▶ [AIM OF THE TASK]: Go through the records underneath and write each one out again exactly.

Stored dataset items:
"""
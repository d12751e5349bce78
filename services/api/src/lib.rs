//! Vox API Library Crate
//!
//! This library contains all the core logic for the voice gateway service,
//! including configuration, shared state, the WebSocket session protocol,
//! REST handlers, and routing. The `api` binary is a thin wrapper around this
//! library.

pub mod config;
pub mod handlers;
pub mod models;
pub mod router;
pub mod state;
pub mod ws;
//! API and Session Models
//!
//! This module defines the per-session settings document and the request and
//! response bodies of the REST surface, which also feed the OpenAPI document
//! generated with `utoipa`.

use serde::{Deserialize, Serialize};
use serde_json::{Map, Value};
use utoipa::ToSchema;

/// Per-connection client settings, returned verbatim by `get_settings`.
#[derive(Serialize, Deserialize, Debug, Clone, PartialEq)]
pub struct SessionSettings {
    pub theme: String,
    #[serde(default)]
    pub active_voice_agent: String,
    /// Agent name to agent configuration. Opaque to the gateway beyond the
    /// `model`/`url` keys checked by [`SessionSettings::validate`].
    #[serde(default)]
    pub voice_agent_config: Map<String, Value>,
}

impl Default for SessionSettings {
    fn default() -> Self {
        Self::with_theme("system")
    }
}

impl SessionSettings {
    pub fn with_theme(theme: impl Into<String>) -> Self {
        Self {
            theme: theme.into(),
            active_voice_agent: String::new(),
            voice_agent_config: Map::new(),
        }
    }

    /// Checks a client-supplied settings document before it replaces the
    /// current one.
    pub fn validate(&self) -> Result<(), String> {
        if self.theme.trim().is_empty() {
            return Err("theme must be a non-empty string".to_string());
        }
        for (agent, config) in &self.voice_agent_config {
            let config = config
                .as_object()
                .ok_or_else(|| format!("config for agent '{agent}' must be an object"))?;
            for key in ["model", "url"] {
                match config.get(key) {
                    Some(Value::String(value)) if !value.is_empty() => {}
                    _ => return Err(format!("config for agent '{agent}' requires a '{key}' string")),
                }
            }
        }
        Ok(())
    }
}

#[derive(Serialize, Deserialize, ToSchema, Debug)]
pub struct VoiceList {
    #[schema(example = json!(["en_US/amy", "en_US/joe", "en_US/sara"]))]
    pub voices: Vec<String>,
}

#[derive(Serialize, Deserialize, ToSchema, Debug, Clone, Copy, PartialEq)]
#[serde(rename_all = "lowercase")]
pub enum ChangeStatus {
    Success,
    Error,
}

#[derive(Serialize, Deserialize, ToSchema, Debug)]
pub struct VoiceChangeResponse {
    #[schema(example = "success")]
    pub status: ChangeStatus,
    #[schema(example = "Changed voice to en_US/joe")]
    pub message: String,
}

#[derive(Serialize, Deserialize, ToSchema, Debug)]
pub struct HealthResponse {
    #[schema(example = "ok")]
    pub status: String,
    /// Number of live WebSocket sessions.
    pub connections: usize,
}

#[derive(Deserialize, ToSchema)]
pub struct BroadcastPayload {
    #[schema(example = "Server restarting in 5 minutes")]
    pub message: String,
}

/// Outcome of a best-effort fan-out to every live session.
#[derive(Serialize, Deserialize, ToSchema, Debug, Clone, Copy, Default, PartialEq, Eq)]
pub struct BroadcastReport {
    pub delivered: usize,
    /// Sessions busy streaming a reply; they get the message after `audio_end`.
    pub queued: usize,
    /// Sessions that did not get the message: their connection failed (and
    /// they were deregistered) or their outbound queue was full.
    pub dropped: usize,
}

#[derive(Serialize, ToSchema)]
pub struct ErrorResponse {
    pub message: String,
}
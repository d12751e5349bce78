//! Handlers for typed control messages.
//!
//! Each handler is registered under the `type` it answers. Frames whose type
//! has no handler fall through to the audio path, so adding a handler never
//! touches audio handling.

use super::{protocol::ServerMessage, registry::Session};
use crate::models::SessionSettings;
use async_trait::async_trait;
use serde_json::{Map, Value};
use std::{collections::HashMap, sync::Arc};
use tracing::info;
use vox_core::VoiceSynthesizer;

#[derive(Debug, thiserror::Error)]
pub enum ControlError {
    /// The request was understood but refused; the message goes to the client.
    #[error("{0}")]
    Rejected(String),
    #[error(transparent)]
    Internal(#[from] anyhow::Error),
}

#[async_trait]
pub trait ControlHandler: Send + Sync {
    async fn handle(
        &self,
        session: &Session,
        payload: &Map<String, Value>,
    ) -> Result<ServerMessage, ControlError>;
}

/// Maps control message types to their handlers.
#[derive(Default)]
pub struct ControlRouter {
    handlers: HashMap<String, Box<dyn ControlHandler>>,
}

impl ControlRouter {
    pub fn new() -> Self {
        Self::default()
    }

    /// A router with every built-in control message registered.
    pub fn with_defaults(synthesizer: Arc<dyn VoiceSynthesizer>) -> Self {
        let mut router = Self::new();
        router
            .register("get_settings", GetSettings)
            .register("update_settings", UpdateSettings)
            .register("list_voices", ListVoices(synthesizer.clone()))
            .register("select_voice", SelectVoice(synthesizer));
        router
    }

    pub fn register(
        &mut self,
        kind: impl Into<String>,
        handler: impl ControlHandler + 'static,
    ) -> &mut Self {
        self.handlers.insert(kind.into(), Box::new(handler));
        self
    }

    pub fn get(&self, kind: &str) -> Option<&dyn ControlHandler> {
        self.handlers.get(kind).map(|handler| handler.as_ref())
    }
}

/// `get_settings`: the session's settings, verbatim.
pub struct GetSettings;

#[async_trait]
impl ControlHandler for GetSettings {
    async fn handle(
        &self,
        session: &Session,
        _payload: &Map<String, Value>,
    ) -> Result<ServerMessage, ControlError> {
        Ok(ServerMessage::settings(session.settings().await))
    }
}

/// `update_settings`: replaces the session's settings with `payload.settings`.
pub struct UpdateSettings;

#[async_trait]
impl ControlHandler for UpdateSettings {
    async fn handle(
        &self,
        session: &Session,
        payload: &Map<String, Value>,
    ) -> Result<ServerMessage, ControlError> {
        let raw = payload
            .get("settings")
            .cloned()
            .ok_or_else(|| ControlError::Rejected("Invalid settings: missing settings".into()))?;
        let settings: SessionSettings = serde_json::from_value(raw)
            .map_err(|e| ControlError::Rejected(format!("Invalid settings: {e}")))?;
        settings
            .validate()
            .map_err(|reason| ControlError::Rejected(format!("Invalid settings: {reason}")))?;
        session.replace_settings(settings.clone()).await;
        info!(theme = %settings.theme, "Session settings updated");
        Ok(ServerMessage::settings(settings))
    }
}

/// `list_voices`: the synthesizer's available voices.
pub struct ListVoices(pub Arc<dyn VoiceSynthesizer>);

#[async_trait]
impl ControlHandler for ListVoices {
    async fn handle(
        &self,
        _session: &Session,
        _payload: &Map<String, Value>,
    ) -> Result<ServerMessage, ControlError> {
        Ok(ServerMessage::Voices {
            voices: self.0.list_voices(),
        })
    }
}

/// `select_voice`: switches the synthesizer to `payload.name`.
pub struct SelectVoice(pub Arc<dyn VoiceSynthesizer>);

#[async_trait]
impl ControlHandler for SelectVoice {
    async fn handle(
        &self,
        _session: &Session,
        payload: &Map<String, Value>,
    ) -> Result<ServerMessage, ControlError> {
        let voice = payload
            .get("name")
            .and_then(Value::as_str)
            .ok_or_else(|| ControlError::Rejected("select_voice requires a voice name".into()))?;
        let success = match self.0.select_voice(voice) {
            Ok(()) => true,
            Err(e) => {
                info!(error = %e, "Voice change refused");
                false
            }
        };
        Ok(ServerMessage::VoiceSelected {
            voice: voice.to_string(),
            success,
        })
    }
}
"""
▶ [TASK SOLUTION]:
repository d12751e5349bce78
filename services/api/src/lib.rs
//! Vox API Library Crate
//!
//! This library contains all the core logic for the voice gateway service,
//! including configuration, shared state, the WebSocket session protocol,
//! REST handlers, and routing. The `api` binary is a thin wrapper around this
//! library.

pub mod config;
pub mod handlers;
pub mod models;
pub mod router;
pub mod state;
pub mod ws;
//! API and Session Models
//!
//! This module defines the per-session settings document and the request and
//! response bodies of the REST surface, which also feed the OpenAPI document
//! generated with `utoipa`.

use serde::{Deserialize, Serialize};
use serde_json::{Map, Value};
use utoipa::ToSchema;

/// Per-connection client settings, returned verbatim by `get_settings`.
#[derive(Serialize, Deserialize, Debug, Clone, PartialEq)]
pub struct SessionSettings {
    pub theme: String,
    #[serde(default)]
    pub active_voice_agent: String,
    /// Agent name to agent configuration. Opaque to the gateway beyond the
    /// `model`/`url` keys checked by [`SessionSettings::validate`].
    #[serde(default)]
    pub voice_agent_config: Map<String, Value>,
}

impl Default for SessionSettings {
    fn default() -> Self {
        Self::with_theme("system")
    }
}

impl SessionSettings {
    pub fn with_theme(theme: impl Into<String>) -> Self {
        Self {
            theme: theme.into(),
            active_voice_agent: String::new(),
            voice_agent_config: Map::new(),
        }
    }

    /// Checks a client-supplied settings document before it replaces the
    /// current one.
    pub fn validate(&self) -> Result<(), String> {
        if self.theme.trim().is_empty() {
            return Err("theme must be a non-empty string".to_string());
        }
        for (agent, config) in &self.voice_agent_config {
            let config = config
                .as_object()
                .ok_or_else(|| format!("config for agent '{agent}' must be an object"))?;
            for key in ["model", "url"] {
                match config.get(key) {
                    Some(Value::String(value)) if !value.is_empty() => {}
                    _ => return Err(format!("config for agent '{agent}' requires a '{key}' string")),
                }
            }
        }
        Ok(())
    }
}

#[derive(Serialize, Deserialize, ToSchema, Debug)]
pub struct VoiceList {
    #[schema(example = json!(["en_US/amy", "en_US/joe", "en_US/sara"]))]
    pub voices: Vec<String>,
}

#[derive(Serialize, Deserialize, ToSchema, Debug, Clone, Copy, PartialEq)]
#[serde(rename_all = "lowercase")]
pub enum ChangeStatus {
    Success,
    Error,
}

#[derive(Serialize, Deserialize, ToSchema, Debug)]
pub struct VoiceChangeResponse {
    #[schema(example = "success")]
    pub status: ChangeStatus,
    #[schema(example = "Changed voice to en_US/joe")]
    pub message: String,
}

#[derive(Serialize, Deserialize, ToSchema, Debug)]
pub struct HealthResponse {
    #[schema(example = "ok")]
    pub status: String,
    /// Number of live WebSocket sessions.
    pub connections: usize,
}

#[derive(Deserialize, ToSchema)]
pub struct BroadcastPayload {
    #[schema(example = "Server restarting in 5 minutes")]
    pub message: String,
}

/// Outcome of a best-effort fan-out to every live session.
#[derive(Serialize, Deserialize, ToSchema, Debug, Clone, Copy, Default, PartialEq, Eq)]
pub struct BroadcastReport {
    pub delivered: usize,
    /// Sessions busy streaming a reply; they get the message after `audio_end`.
    pub queued: usize,
    /// Sessions that did not get the message: their connection failed (and
    /// they were deregistered) or their outbound queue was full.
    pub dropped: usize,
}

#[derive(Serialize, ToSchema)]
pub struct ErrorResponse {
    pub message: String,
}
repository d12751e5349bce78
//! Handlers for typed control messages.
//!
//! Each handler is registered under the `type` it answers. Frames whose type
//! has no handler fall through to the audio path, so adding a handler never
//! touches audio handling.

use super::{protocol::ServerMessage, registry::Session};
use crate::models::SessionSettings;
use async_trait::async_trait;
use serde_json::{Map, Value};
use std::{collections::HashMap, sync::Arc};
use tracing::info;
use vox_core::VoiceSynthesizer;

#[derive(Debug, thiserror::Error)]
pub enum ControlError {
    /// The request was understood but refused; the message goes to the client.
    #[error("{0}")]
    Rejected(String),
    #[error(transparent)]
    Internal(#[from] anyhow::Error),
}

#[async_trait]
pub trait ControlHandler: Send + Sync {
    async fn handle(
        &self,
        session: &Session,
        payload: &Map<String, Value>,
    ) -> Result<ServerMessage, ControlError>;
}

/// Maps control message types to their handlers.
#[derive(Default)]
pub struct ControlRouter {
    handlers: HashMap<String, Box<dyn ControlHandler>>,
}

impl ControlRouter {
    pub fn new() -> Self {
        Self::default()
    }

    /// A router with every built-in control message registered.
    pub fn with_defaults(synthesizer: Arc<dyn VoiceSynthesizer>) -> Self {
        let mut router = Self::new();
        router
            .register("get_settings", GetSettings)
            .register("update_settings", UpdateSettings)
            .register("list_voices", ListVoices(synthesizer.clone()))
            .register("select_voice", SelectVoice(synthesizer));
        router
    }

    pub fn register(
        &mut self,
        kind: impl Into<String>,
        handler: impl ControlHandler + 'static,
    ) -> &mut Self {
        self.handlers.insert(kind.into(), Box::new(handler));
        self
    }

    pub fn get(&self, kind: &str) -> Option<&dyn ControlHandler> {
        self.handlers.get(kind).map(|handler| handler.as_ref())
    }
}

/// `get_settings`: the session's settings, verbatim.
pub struct GetSettings;

#[async_trait]
impl ControlHandler for GetSettings {
    async fn handle(
        &self,
        session: &Session,
        _payload: &Map<String, Value>,
    ) -> Result<ServerMessage, ControlError> {
        Ok(ServerMessage::settings(session.settings().await))
    }
}

/// `update_settings`: replaces the session's settings with `payload.settings`.
pub struct UpdateSettings;

#[async_trait]
impl ControlHandler for UpdateSettings {
    async fn handle(
        &self,
        session: &Session,
        payload: &Map<String, Value>,
    ) -> Result<ServerMessage, ControlError> {
        let raw = payload
            .get("settings")
            .cloned()
            .ok_or_else(|| ControlError::Rejected("Invalid settings: missing settings".into()))?;
        let settings: SessionSettings = serde_json::from_value(raw)
            .map_err(|e| ControlError::Rejected(format!("Invalid settings: {e}")))?;
        settings
            .validate()
            .map_err(|reason| ControlError::Rejected(format!("Invalid settings: {reason}")))?;
        session.replace_settings(settings.clone()).await;
        info!(theme = %settings.theme, "Session settings updated");
        Ok(ServerMessage::settings(settings))
    }
}

/// `list_voices`: the synthesizer's available voices.
pub struct ListVoices(pub Arc<dyn VoiceSynthesizer>);

#[async_trait]
impl ControlHandler for ListVoices {
    async fn handle(
        &self,
        _session: &Session,
        _payload: &Map<String, Value>,
    ) -> Result<ServerMessage, ControlError> {
        Ok(ServerMessage::Voices {
            voices: self.0.list_voices(),
        })
    }
}

/// `select_voice`: switches the synthesizer to `payload.name`.
pub struct SelectVoice(pub Arc<dyn VoiceSynthesizer>);

#[async_trait]
impl ControlHandler for SelectVoice {
    async fn handle(
        &self,
        _session: &Session,
        payload: &Map<String, Value>,
    ) -> Result<ServerMessage, ControlError> {
        let voice = payload
            .get("name")
            .and_then(Value::as_str)
            .ok_or_else(|| ControlError::Rejected("select_voice requires a voice name".into()))?;
        let success = match self.0.select_voice(voice) {
            Ok(()) => true,
            Err(e) => {
                info!(error = %e, "Voice change refused");
                false
            }
        };
        Ok(ServerMessage::VoiceSelected {
            voice: voice.to_string(),
            success,
        })
    }
}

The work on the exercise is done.